Virgil looked back at the keyboard, keenly aware of his father studying him from across the room. He adjusted his music, reached across the piano and started the metronome, rested his fingers once more on the grimacing keys.
Tick…
Virgil lifted his eyes to the metronome as the pendulum swung wide upon its case. He swallowed, stared down at the worn keys, at hands baked hard by the sun and the passage of time.
Time.
…tick…
Jeff returned to his paperwork, oblivious to his son's heart lurching in three-quarter time.
…tick…
Sweat blossomed in Virgil's armpits as his heart skipped a beat. He pressed his fingers to the keys. His hands, stiff, unwieldy, perversely unwilling, produced a discordant crash as the pendulum swung mockingly into his field of view.
…tick…
Time, marking Time… Time breathing down his fucking neck!
Virgil reached out and grasped the metronome violently, sent it hurtling across the room.
He was a total asshole.
Scott hunkered over the computer screen in semi-darkness, glanced for the umpteenth time at the door to make sure it was locked.
He had to be.
Scott tapped the screen, brought up Virgil's downloads for the past three months.
Why else would he be here…
He positioned the pen in his hand, poised it over a clean piece of paper.
…lurking in the dark…
The screen ticked over momentarily, flared to life as a list of Virgil's searches displayed in high contrast on the monitor.
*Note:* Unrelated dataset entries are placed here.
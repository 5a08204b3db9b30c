/// Stage of a plant run, reported in order.
#[derive(Debug, Clone, Copy, PartialEq, Eq)]
pub enum RunStage {
    BuildingPlant,
    Starting,
    Running,
    Stopping,
    Summarising,
    Completed,
}

impl RunStage {
    pub fn label(&self) -> &'static str {
        match self {
            Self::BuildingPlant => "building plant",
            Self::Starting => "starting",
            Self::Running => "running",
            Self::Stopping => "stopping",
            Self::Summarising => "summarising",
            Self::Completed => "completed",
        }
    }
}

#[derive(Debug, Clone)]
pub struct RunProgressEvent {
    pub stage: RunStage,
    pub elapsed_wall_s: f64,
    /// Share of the requested run duration already spent running (0..=1).
    pub fraction_complete: f64,
    pub message: Option<String>,
}

impl RunProgressEvent {
    pub fn stage(
        stage: RunStage,
        elapsed_wall_s: f64,
        fraction_complete: f64,
        message: Option<String>,
    ) -> Self {
        Self {
            stage,
            elapsed_wall_s,
            fraction_complete,
            message,
        }
    }
}
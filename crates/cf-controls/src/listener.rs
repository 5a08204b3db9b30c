//! Listener capability shared by sensors and actuators.
//!
//! Sensors fan every new reading out to their listeners and actuators fan out
//! every adjustment. Fan-out is synchronous and in registration order; a
//! listener must return quickly and must not call back into the instrument
//! that is notifying it (adding or removing listeners from a callback is fine).

use std::sync::Arc;
use std::time::{Duration, Instant};

use parking_lot::{Condvar, Mutex, RwLock};

use crate::signal::Signal;

/// Receives signals from a sensor or actuator.
pub trait SignalListener: Send + Sync {
    fn on_signal(&self, signal: &Signal);
}

impl<F> SignalListener for F
where
    F: Fn(&Signal) + Send + Sync,
{
    fn on_signal(&self, signal: &Signal) {
        self(signal)
    }
}

/// Shared handle to a listener. Identity (for duplicate detection) is the
/// allocation the handle points at, not the listener's contents.
pub type ListenerRef = Arc<dyn SignalListener>;

fn same_listener(a: &ListenerRef, b: &ListenerRef) -> bool {
    std::ptr::eq(
        Arc::as_ptr(a) as *const (),
        Arc::as_ptr(b) as *const (),
    )
}

/// Ordered, duplicate-free listener list.
#[derive(Default)]
pub(crate) struct Listeners {
    inner: RwLock<Vec<ListenerRef>>,
}

impl Listeners {
    /// Returns `false` (and changes nothing) if `listener` is already present.
    pub(crate) fn add(&self, listener: ListenerRef) -> bool {
        let mut inner = self.inner.write();
        if inner.iter().any(|l| same_listener(l, &listener)) {
            return false;
        }
        inner.push(listener);
        true
    }

    /// Returns `false` (and changes nothing) if `listener` is absent.
    pub(crate) fn remove(&self, listener: &ListenerRef) -> bool {
        let mut inner = self.inner.write();
        match inner.iter().position(|l| same_listener(l, listener)) {
            Some(index) => {
                inner.remove(index);
                true
            }
            None => false,
        }
    }

    pub(crate) fn len(&self) -> usize {
        self.inner.read().len()
    }

    /// Notify every listener registered at the time of the call, in order.
    pub(crate) fn notify(&self, signal: &Signal) {
        let snapshot: Vec<ListenerRef> = self.inner.read().clone();
        for listener in &snapshot {
            listener.on_signal(signal);
        }
    }
}

/// Listener that keeps every signal it receives.
#[derive(Debug, Default)]
pub struct SignalRecorder {
    signals: Mutex<Vec<Signal>>,
    arrived: Condvar,
}

impl SignalRecorder {
    pub fn new() -> Self {
        Self::default()
    }

    /// Convenience constructor returning the shared handle instruments expect.
    pub fn shared() -> Arc<Self> {
        Arc::new(Self::new())
    }

    /// Copy of every signal recorded so far, oldest first.
    pub fn signals(&self) -> Vec<Signal> {
        self.signals.lock().clone()
    }

    pub fn len(&self) -> usize {
        self.signals.lock().len()
    }

    pub fn is_empty(&self) -> bool {
        self.signals.lock().is_empty()
    }

    pub fn last(&self) -> Option<Signal> {
        self.signals.lock().last().cloned()
    }

    /// Block until at least `count` signals have been recorded or `timeout`
    /// elapses. Returns whether the count was reached.
    pub fn wait_for_len(&self, count: usize, timeout: Duration) -> bool {
        let deadline = Instant::now() + timeout;
        let mut signals = self.signals.lock();
        while signals.len() < count {
            if self.arrived.wait_until(&mut signals, deadline).timed_out() {
                return signals.len() >= count;
            }
        }
        true
    }
}

impl SignalListener for SignalRecorder {
    fn on_signal(&self, signal: &Signal) {
        self.signals.lock().push(signal.clone());
        self.arrived.notify_all();
    }
}
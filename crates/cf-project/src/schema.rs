//! Plant file schema definitions.

use std::time::Duration;

use cf_core::SignalUnit;
use serde::{Deserialize, Serialize};

/// Newest plant file version this crate reads and writes.
pub const LATEST_VERSION: u32 = 1;

#[derive(Debug, Clone, Serialize, Deserialize, PartialEq)]
pub struct PlantDef {
    pub version: u32,
    pub name: String,
    #[serde(default)]
    pub sensors: Vec<SensorDef>,
    #[serde(default)]
    pub actuators: Vec<ActuatorDef>,
    #[serde(default)]
    pub loops: Vec<LoopDef>,
}

impl PlantDef {
    pub fn new(name: impl Into<String>) -> Self {
        Self {
            version: LATEST_VERSION,
            name: name.into(),
            sensors: Vec::new(),
            actuators: Vec::new(),
            loops: Vec::new(),
        }
    }

    pub fn sensor(&self, id: &str) -> Option<&SensorDef> {
        self.sensors.iter().find(|s| s.id == id)
    }

    pub fn actuator(&self, id: &str) -> Option<&ActuatorDef> {
        self.actuators.iter().find(|a| a.id == id)
    }
}

#[derive(Debug, Clone, Serialize, Deserialize, PartialEq)]
pub struct SensorDef {
    pub id: String,
    pub sampling_period_ms: u64,
    pub unit: SignalUnit,
    pub measurement: MeasurementDef,
}

impl SensorDef {
    pub fn sampling_period(&self) -> Duration {
        Duration::from_millis(self.sampling_period_ms)
    }
}

#[derive(Debug, Clone, Serialize, Deserialize, PartialEq)]
#[serde(tag = "type")]
pub enum MeasurementDef {
    /// Always reports `value`.
    Constant { value: f64 },
    /// Uniform random reading in [0, 1).
    Sampled,
}

#[derive(Debug, Clone, Serialize, Deserialize, PartialEq)]
pub struct ActuatorDef {
    pub id: String,
    #[serde(default)]
    pub initial_value: f64,
}

#[derive(Debug, Clone, Serialize, Deserialize, PartialEq)]
pub struct LoopDef {
    pub id: String,
    pub sensor_id: String,
    pub actuator_id: String,
    pub set_point: f64,
    pub update_period_ms: u64,
    pub behaviour: BehaviourDef,
}

impl LoopDef {
    pub fn update_period(&self) -> Duration {
        Duration::from_millis(self.update_period_ms)
    }
}

#[derive(Debug, Clone, Serialize, Deserialize, PartialEq)]
#[serde(tag = "type")]
pub enum BehaviourDef {
    Proportional { gain: f64 },
}

#[cfg(test)]
mod tests {
    use super::*;

    const DEMO: &str = r#"
version: 1
name: Demo plant
sensors:
  - id: TT-101
    sampling_period_ms: 20
    unit: celsius
    measurement: { type: Constant, value: 0.0 }
  - id: FT-102
    sampling_period_ms: 50
    unit: m3_per_hour
    measurement: { type: Sampled }
actuators:
  - id: TV-101
loops:
  - id: TIC-101
    sensor_id: TT-101
    actuator_id: TV-101
    set_point: 2.0
    update_period_ms: 40
    behaviour: { type: Proportional, gain: 1.0 }
"#;

    #[test]
    fn parses_tagged_enums_and_units() {
        let plant: PlantDef = serde_yaml::from_str(DEMO).unwrap();
        assert_eq!(plant.sensors.len(), 2);
        assert_eq!(plant.sensors[1].unit, SignalUnit::M3PerHour);
        assert_eq!(plant.sensors[1].measurement, MeasurementDef::Sampled);
        assert_eq!(
            plant.sensors[0].measurement,
            MeasurementDef::Constant { value: 0.0 }
        );
        assert_eq!(plant.loops[0].behaviour, BehaviourDef::Proportional { gain: 1.0 });
        assert_eq!(plant.loops[0].update_period(), Duration::from_millis(40));
    }

    #[test]
    fn actuator_initial_value_defaults_to_zero() {
        let plant: PlantDef = serde_yaml::from_str(DEMO).unwrap();
        assert_eq!(plant.actuator("TV-101").unwrap().initial_value, 0.0);
    }

    #[test]
    fn unknown_unit_is_rejected() {
        let yaml = "id: X\nsampling_period_ms: 1\nunit: kelvin\nmeasurement: { type: Sampled }\n";
        assert!(serde_yaml::from_str::<SensorDef>(yaml).is_err());
    }
}
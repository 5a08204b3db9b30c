//! Timestamped signal values.

use cf_core::{InstrumentId, SignalUnit};
use chrono::{DateTime, Utc};
use serde::Serialize;

/// A single reading (from a sensor) or command (applied to an actuator).
///
/// Created fresh on every tick and never mutated afterwards.
#[derive(Debug, Clone, PartialEq, Serialize)]
pub struct Signal {
    /// Instrument that produced the signal.
    pub instrument_id: InstrumentId,
    /// Signal value.
    pub quantity: f64,
    pub unit: SignalUnit,
    /// UTC time at which the value was produced.
    pub timestamp: DateTime<Utc>,
}

impl Signal {
    pub fn new(
        instrument_id: InstrumentId,
        quantity: f64,
        unit: SignalUnit,
        timestamp: DateTime<Utc>,
    ) -> Self {
        Self {
            instrument_id,
            quantity,
            unit,
            timestamp,
        }
    }

    /// Create a signal stamped with the current UTC time.
    pub fn now(instrument_id: InstrumentId, quantity: f64, unit: SignalUnit) -> Self {
        Self::new(instrument_id, quantity, unit, cf_core::utc_now())
    }
}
…accessing his brother's search history?
Scott scanned the list, mentally scratched out the irrelevant, hastily scribbled down a series of dates and times and keywords. He picked through the sheets of notepaper on the desk, carefully organised them into correlations.
Here…October 26, the day after Virgil was released from the infirmary… Hernan Matéo Alvaro. Biography, recent history, affiliations, political aspirations. And here, October 30, November 3, November 10, Alvaro again.
He shuffled through the papers, lined them neatly along the edge of the desk.
October 30, New Republic of Honduras. Bereznia, United Nations Anti-Nuclear Treaty. Honduran nuclear weapons program.
Scott leant back in the chair and stared at the computer screen. Rearranged the papers one more time.
October 26, 27, Ironhorse mine, Carajás, Brazil. Location. Schematics.
And here, November 1, the theoretics of Time Travel.
Scott scrubbed wearily at his face. Don't tell me Virgil swallowed Brains' Time Travel shit.
He turned his attention back to the computer screen. Tried to find the pattern hidden within his brother's mind. Jolted violently as a crash sounded from the living room and echoed down the hall.
Christ!
Scott hastily shut down the computer, scraped the papers into his hand and exited the room.